*The input*.
^^^^^^^^

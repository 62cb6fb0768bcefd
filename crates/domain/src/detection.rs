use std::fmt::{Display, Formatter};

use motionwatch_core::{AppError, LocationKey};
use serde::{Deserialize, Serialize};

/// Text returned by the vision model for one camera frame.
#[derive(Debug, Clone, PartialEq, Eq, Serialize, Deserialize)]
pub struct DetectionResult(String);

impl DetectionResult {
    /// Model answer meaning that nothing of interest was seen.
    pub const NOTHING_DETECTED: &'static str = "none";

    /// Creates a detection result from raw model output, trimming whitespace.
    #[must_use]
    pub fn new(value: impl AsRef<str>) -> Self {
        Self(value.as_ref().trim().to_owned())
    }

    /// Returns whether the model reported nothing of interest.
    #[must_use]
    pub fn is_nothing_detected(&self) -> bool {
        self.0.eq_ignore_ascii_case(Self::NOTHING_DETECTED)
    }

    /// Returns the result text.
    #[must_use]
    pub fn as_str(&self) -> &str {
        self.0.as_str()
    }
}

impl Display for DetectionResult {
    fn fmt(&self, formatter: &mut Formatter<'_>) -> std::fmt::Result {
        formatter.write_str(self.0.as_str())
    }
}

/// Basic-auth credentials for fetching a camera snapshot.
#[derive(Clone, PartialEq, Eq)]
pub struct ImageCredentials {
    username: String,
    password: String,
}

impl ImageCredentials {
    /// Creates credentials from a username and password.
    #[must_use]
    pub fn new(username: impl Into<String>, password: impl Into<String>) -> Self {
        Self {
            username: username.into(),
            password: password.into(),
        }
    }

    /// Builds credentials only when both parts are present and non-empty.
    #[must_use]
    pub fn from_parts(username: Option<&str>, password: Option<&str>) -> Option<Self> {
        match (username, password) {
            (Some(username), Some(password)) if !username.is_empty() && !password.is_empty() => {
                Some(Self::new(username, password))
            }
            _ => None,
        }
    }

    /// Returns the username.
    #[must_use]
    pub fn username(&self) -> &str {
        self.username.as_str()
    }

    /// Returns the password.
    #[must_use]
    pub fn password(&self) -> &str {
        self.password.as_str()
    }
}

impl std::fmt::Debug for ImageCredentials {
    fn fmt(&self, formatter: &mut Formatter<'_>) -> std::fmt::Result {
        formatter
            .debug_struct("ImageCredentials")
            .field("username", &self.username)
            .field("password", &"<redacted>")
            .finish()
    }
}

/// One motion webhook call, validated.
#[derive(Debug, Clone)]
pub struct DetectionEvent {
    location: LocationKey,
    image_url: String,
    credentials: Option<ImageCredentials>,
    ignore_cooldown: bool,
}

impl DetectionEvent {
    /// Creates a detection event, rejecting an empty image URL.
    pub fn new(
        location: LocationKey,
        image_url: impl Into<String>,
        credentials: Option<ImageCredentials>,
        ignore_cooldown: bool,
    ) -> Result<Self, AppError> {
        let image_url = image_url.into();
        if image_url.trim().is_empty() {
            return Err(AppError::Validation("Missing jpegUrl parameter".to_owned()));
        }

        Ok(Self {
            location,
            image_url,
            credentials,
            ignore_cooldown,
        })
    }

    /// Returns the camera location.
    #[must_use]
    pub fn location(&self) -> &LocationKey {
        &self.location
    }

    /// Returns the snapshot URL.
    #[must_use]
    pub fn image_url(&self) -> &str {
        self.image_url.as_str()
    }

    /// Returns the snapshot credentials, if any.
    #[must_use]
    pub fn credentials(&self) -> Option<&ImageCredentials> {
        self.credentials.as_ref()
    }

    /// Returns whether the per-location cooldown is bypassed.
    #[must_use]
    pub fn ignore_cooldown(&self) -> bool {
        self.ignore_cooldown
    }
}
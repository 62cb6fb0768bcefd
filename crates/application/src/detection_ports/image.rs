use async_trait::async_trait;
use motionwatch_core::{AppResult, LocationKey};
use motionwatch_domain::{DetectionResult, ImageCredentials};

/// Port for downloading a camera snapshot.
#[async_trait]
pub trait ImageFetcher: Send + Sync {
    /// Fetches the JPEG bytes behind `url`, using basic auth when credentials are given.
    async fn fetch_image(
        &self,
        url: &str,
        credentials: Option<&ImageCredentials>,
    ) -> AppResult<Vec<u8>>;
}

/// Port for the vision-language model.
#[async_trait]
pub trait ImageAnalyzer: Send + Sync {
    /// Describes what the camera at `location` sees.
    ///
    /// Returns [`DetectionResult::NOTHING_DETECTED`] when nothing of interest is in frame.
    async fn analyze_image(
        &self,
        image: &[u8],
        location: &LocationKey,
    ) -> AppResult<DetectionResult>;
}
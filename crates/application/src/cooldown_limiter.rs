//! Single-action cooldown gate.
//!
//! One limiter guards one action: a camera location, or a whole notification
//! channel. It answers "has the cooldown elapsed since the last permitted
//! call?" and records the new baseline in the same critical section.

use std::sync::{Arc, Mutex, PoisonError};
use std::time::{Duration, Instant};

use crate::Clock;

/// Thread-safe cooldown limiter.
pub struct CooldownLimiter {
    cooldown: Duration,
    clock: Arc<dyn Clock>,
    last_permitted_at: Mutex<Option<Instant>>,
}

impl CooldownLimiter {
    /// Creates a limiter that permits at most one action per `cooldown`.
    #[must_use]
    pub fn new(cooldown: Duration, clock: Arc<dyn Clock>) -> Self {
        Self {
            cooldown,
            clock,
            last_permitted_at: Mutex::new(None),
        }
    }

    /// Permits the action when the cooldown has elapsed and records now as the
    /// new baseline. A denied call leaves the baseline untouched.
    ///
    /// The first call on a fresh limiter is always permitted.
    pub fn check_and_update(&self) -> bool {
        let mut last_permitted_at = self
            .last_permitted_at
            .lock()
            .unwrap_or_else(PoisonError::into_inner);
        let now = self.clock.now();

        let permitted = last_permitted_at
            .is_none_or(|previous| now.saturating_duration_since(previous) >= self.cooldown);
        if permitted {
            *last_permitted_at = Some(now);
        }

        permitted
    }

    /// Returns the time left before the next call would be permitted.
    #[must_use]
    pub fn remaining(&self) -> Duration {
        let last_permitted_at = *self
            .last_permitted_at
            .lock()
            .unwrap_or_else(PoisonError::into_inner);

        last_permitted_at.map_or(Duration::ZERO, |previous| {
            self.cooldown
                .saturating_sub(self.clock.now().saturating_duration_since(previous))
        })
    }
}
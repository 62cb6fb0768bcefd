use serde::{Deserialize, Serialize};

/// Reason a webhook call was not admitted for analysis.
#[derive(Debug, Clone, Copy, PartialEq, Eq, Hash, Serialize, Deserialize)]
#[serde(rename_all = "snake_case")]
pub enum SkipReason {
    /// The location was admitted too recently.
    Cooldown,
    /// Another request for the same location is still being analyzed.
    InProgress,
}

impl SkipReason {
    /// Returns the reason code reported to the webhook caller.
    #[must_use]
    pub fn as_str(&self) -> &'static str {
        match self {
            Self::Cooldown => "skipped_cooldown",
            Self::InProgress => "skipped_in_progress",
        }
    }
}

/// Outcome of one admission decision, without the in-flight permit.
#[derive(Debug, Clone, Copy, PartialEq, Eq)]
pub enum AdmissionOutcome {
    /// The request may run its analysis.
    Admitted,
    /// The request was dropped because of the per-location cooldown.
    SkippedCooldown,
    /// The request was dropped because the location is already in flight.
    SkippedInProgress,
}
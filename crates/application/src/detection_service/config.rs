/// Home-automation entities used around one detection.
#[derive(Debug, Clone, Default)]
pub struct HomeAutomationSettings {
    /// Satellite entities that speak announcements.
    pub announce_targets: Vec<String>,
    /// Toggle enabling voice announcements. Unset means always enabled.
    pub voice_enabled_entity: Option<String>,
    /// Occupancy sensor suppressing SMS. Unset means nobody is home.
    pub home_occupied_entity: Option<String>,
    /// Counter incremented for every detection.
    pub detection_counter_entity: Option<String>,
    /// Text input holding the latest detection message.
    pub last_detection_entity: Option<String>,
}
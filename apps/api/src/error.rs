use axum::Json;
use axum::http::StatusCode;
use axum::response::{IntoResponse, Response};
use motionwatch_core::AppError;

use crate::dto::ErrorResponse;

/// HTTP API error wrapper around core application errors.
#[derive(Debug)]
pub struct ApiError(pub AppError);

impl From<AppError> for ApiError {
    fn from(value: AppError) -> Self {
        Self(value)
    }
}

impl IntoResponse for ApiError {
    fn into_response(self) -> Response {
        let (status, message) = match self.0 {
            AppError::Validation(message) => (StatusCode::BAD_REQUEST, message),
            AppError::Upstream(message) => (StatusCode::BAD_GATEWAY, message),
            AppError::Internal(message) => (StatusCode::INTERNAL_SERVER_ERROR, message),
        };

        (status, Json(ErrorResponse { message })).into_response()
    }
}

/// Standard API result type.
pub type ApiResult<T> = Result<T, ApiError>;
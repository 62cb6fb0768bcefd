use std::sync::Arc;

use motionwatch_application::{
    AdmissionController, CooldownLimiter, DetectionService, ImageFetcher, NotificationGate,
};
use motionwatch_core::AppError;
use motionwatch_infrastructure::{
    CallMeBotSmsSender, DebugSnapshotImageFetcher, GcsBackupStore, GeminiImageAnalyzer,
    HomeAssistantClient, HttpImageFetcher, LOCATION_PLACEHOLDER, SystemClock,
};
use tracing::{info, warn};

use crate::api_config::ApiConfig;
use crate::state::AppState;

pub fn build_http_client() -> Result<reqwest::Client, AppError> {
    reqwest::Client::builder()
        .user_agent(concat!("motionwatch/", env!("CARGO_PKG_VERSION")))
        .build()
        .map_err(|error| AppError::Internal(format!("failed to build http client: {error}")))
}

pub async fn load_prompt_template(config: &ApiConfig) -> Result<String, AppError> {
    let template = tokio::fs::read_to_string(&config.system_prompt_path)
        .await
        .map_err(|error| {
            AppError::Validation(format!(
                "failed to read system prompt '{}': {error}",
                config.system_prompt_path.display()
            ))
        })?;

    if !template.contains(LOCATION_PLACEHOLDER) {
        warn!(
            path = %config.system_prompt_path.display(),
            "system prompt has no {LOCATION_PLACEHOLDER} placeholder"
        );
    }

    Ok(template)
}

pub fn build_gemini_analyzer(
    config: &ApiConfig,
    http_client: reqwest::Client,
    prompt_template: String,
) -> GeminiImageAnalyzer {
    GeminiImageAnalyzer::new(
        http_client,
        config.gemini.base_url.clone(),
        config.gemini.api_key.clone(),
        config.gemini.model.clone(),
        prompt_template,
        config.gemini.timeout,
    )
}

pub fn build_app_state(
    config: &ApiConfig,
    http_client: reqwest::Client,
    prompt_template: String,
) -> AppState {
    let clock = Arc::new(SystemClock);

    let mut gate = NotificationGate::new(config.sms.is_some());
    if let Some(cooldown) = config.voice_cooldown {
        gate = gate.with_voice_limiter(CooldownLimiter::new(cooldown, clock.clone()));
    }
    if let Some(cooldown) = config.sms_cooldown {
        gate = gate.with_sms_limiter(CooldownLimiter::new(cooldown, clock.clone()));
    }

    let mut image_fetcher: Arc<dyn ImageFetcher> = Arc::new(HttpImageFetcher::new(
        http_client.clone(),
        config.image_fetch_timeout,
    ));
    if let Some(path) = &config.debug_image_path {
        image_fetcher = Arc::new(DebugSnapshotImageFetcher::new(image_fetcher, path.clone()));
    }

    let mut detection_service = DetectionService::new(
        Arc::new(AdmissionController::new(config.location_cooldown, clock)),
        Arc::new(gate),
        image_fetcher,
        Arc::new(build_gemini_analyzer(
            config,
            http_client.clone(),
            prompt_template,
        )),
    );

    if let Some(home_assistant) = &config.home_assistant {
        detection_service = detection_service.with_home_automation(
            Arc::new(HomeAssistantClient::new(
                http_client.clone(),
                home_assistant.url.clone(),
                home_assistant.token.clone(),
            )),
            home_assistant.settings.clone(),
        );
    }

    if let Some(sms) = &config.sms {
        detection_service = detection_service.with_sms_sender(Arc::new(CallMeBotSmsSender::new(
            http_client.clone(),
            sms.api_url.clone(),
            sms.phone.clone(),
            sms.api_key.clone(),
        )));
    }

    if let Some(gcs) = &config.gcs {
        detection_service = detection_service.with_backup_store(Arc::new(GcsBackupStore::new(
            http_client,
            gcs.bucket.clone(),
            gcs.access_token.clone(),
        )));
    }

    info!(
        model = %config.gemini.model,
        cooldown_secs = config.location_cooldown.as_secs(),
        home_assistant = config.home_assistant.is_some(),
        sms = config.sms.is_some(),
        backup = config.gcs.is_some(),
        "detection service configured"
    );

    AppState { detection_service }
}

^^^^^^^^

*Work request*.
Copy range, inclusive: the line holding "self.username.as_str()" to the line holding "impl std::fmt::Debug for". Reproduce exactly those lines of the records above and no others.

*Answer to this task*.
        self.username.as_str()
    }

    /// Returns the password.
    #[must_use]
    pub fn password(&self) -> &str {
        self.password.as_str()
    }
}

impl std::fmt::Debug for ImageCredentials {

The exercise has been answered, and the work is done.